Shopify’s CEO Tobias Lütke sounds torn, criticizing Breitbart in an essay on Medium while defending its right to free speech. Disqus CEO Daniel Ha is resolute about staying neutral. “We go out there and tell our users, our customers, that we want to be a trusted solution in order to allow online discussion to happen, whether it’s unpopular things or not,” says Ha. “We are not going to impute our opinions.” Disqus provides the platform, he says, and leaves responsibility for content up to the sites’ moderators.
To a point, at least. “When it comes to hate speech and things that incite violence, we’re active against that,” says Ha. “We have people who report that, and we actively take down…what we would deem harassment or hate, crime inciting.” In its terms of service, Disqus says that it can terminate accounts for 10 types of prohibited content, including blackmail or extortion, intimidation of users, spam, and unlawful activities.
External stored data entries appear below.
//! CLI command definitions and subcommands

use clap::{Parser, Subcommand};
use std::path::PathBuf;

/// scraperd - scraping-job orchestration daemon
#[derive(Parser)]
#[command(
    name = "sd",
    about = "Concurrent scraping-job orchestration daemon",
    version,
    after_help = "Logs are written to: ~/.local/share/scraperd/logs/scraperd.log"
)]
pub struct Cli {
    /// Path to config file
    #[arg(short, long, global = true, help = "Path to config file")]
    pub config: Option<PathBuf>,

    /// Enable verbose output
    #[arg(short, long, global = true, help = "Enable verbose output")]
    pub verbose: bool,

    /// Subcommand to execute
    #[command(subcommand)]
    pub command: Option<Command>,
}

/// CLI subcommands
#[derive(Subcommand)]
pub enum Command {
    /// Start the daemon in the background
    Start {
        /// Don't fork to background (run in foreground)
        #[arg(long)]
        foreground: bool,
    },

    /// Stop the running daemon
    Stop,

    /// Show daemon status
    Status {
        /// Output format
        #[arg(short, long, default_value = "text")]
        format: OutputFormat,
    },

    /// Show daemon logs
    Logs {
        /// Follow log output (like tail -f)
        #[arg(short, long)]
        follow: bool,

        /// Number of lines to show
        #[arg(short, long, default_value = "50")]
        lines: usize,
    },

    /// Run a single scrape job in the foreground (for development/testing)
    Run {
        /// Hashtag to scrape
        hashtag: String,

        /// Number of profiles to scrape
        #[arg(short, long)]
        num_profiles: Option<u32>,

        /// Scheduling priority (lower = more urgent)
        #[arg(short, long)]
        priority: Option<i32>,
    },

    /// Internal: Run as daemon process (used by `start`)
    #[command(hide = true)]
    RunDaemon,
}

/// Output format for the status command
#[derive(Clone, Debug, Default)]
pub enum OutputFormat {
    #[default]
    Text,
    Json,
}

impl std::str::FromStr for OutputFormat {
    type Err = String;

    fn from_str(s: &str) -> Result<Self, Self::Err> {
        match s.to_lowercase().as_str() {
            "text" | "plain" => Ok(Self::Text),
            "json" => Ok(Self::Json),
            _ => Err(format!("Unknown format: {}. Use: text or json", s)),
        }
    }
}

impl std::fmt::Display for OutputFormat {
    fn fmt(&self, f: &mut std::fmt::Formatter<'_>) -> std::fmt::Result {
        match self {
            Self::Text => write!(f, "text"),
            Self::Json => write!(f, "json"),
        }
    }
}

/// Path to the daemon log file
pub fn get_log_path() -> PathBuf {
    dirs::data_local_dir()
        .unwrap_or_else(|| PathBuf::from("."))
        .join("scraperd")
        .join("logs")
        .join("scraperd.log")
}
//! Priority queue for pending jobs

use std::collections::BinaryHeap;
use std::sync::atomic::{AtomicU64, Ordering};

use chrono::{DateTime, Utc};
use tokio::sync::Mutex;
use tracing::debug;

/// An admission-time projection of a task, alive only while queued
#[derive(Debug, Clone)]
pub struct QueueEntry {
    pub task_id: String,
    pub hashtag: String,
    pub num_profiles: u32,
    /// Lower = more urgent
    pub priority: i32,
    /// Admission counter; breaks ties within a priority so dispatch is FIFO
    pub seq: u64,
    pub enqueued_at: DateTime<Utc>,
}

impl Eq for QueueEntry {}

impl PartialEq for QueueEntry {
    fn eq(&self, other: &Self) -> bool {
        self.task_id == other.task_id
    }
}

impl Ord for QueueEntry {
    fn cmp(&self, other: &Self) -> std::cmp::Ordering {
        // BinaryHeap is a max-heap: reverse so the lowest (priority, seq)
        // pair pops first
        other
            .priority
            .cmp(&self.priority)
            .then_with(|| other.seq.cmp(&self.seq))
    }
}

impl PartialOrd for QueueEntry {
    fn partial_cmp(&self, other: &Self) -> Option<std::cmp::Ordering> {
        Some(self.cmp(other))
    }
}

/// Priority queue of pending jobs, ordered by (priority, admission order)
pub struct TaskQueue {
    heap: Mutex<BinaryHeap<QueueEntry>>,
    seq: AtomicU64,
}

impl Default for TaskQueue {
    fn default() -> Self {
        Self::new()
    }
}

impl TaskQueue {
    pub fn new() -> Self {
        Self {
            heap: Mutex::new(BinaryHeap::new()),
            seq: AtomicU64::new(0),
        }
    }

    /// Push a new entry, assigning its admission sequence number
    pub async fn push(
        &self,
        task_id: impl Into<String>,
        hashtag: impl Into<String>,
        num_profiles: u32,
        priority: i32,
    ) {
        let entry = QueueEntry {
            task_id: task_id.into(),
            hashtag: hashtag.into(),
            num_profiles,
            priority,
            seq: self.seq.fetch_add(1, Ordering::Relaxed),
            enqueued_at: Utc::now(),
        };
        debug!(task_id = %entry.task_id, priority, seq = entry.seq, "Queued entry");
        self.heap.lock().await.push(entry);
    }

    /// Pop the most urgent entry, or None if the queue is empty
    pub async fn try_pop(&self) -> Option<QueueEntry> {
        self.heap.lock().await.pop()
    }

    /// Remove a specific entry by task ID; returns whether it was present
    pub async fn remove(&self, task_id: &str) -> bool {
        let mut heap = self.heap.lock().await;
        let original_len = heap.len();
        let retained: Vec<_> = heap.drain().filter(|e| e.task_id != task_id).collect();
        *heap = retained.into_iter().collect();
        original_len != heap.len()
    }

    /// Current queue depth
    pub async fn len(&self) -> usize {
        self.heap.lock().await.len()
    }

    pub async fn is_empty(&self) -> bool {
        self.heap.lock().await.is_empty()
    }
}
The words “hate speech” don’t appear anywhere in the document, but in February Disqus published a blog post denouncing such speech and touting current and future tools to help readers and moderators flag and remove it. The post spurred an angry debate in the comments section of the Disqus blog, ranging from critics of Breitbart to critics of left-wing “social justice warriors.” The word “Nazi” appears a dozen times.
Breitbart is fueled by anger and passion. Aside from pieces consistently praising President Trump, its articles tend to be provocative, often claiming to reveal the left’s hypocrisy or moral decline. That’s true not only in the “Big Government” and “National Security” sections, but also in the “Tech” and “Big Hollywood” sections and, to an extent, even in “Sports.”
A February report by the Southern Poverty Law Center tracked the evolution of language on Breitbart since early 2014 and found an apparent trend toward more extremist rhetoric, for instance in political or negative connotations associated with the word “Jewish.”
Breitbart’s reporting is often standard blog style, but headlines are invitations to argue or expound, such as, “Former NBA Star Has Serious Issue With Idea of Playing With a Gay Teammate.” In the comments, such a provocative headline did not elicit outrage about homophobia, but rather tirades of literally Biblical proportions linking homosexuality to Satan, followed by a detour through the topic of slavery. An article about the movie Moonlight winning the Best Picture Oscar descends quickly into bashing of gays, blacks, transvestites, and Muslims, plus a joke combining all of them and sex with a goat.
It would be hard not to call that offensive, but it’s not illegal. That’s the bar Shopify sets for dropping customers, and illegal activities make up the majority of what Disqus prohibits. Harassment is forbidden, but how do you decide what crosses the line on a site where everyone fights and name-calls? Disqus says that intimidation, which it bans, includes “extreme discrimination“. “When it comes to contentious comments or things that people say that are not agreeable…that’s where it becomes really complex,” says Ha.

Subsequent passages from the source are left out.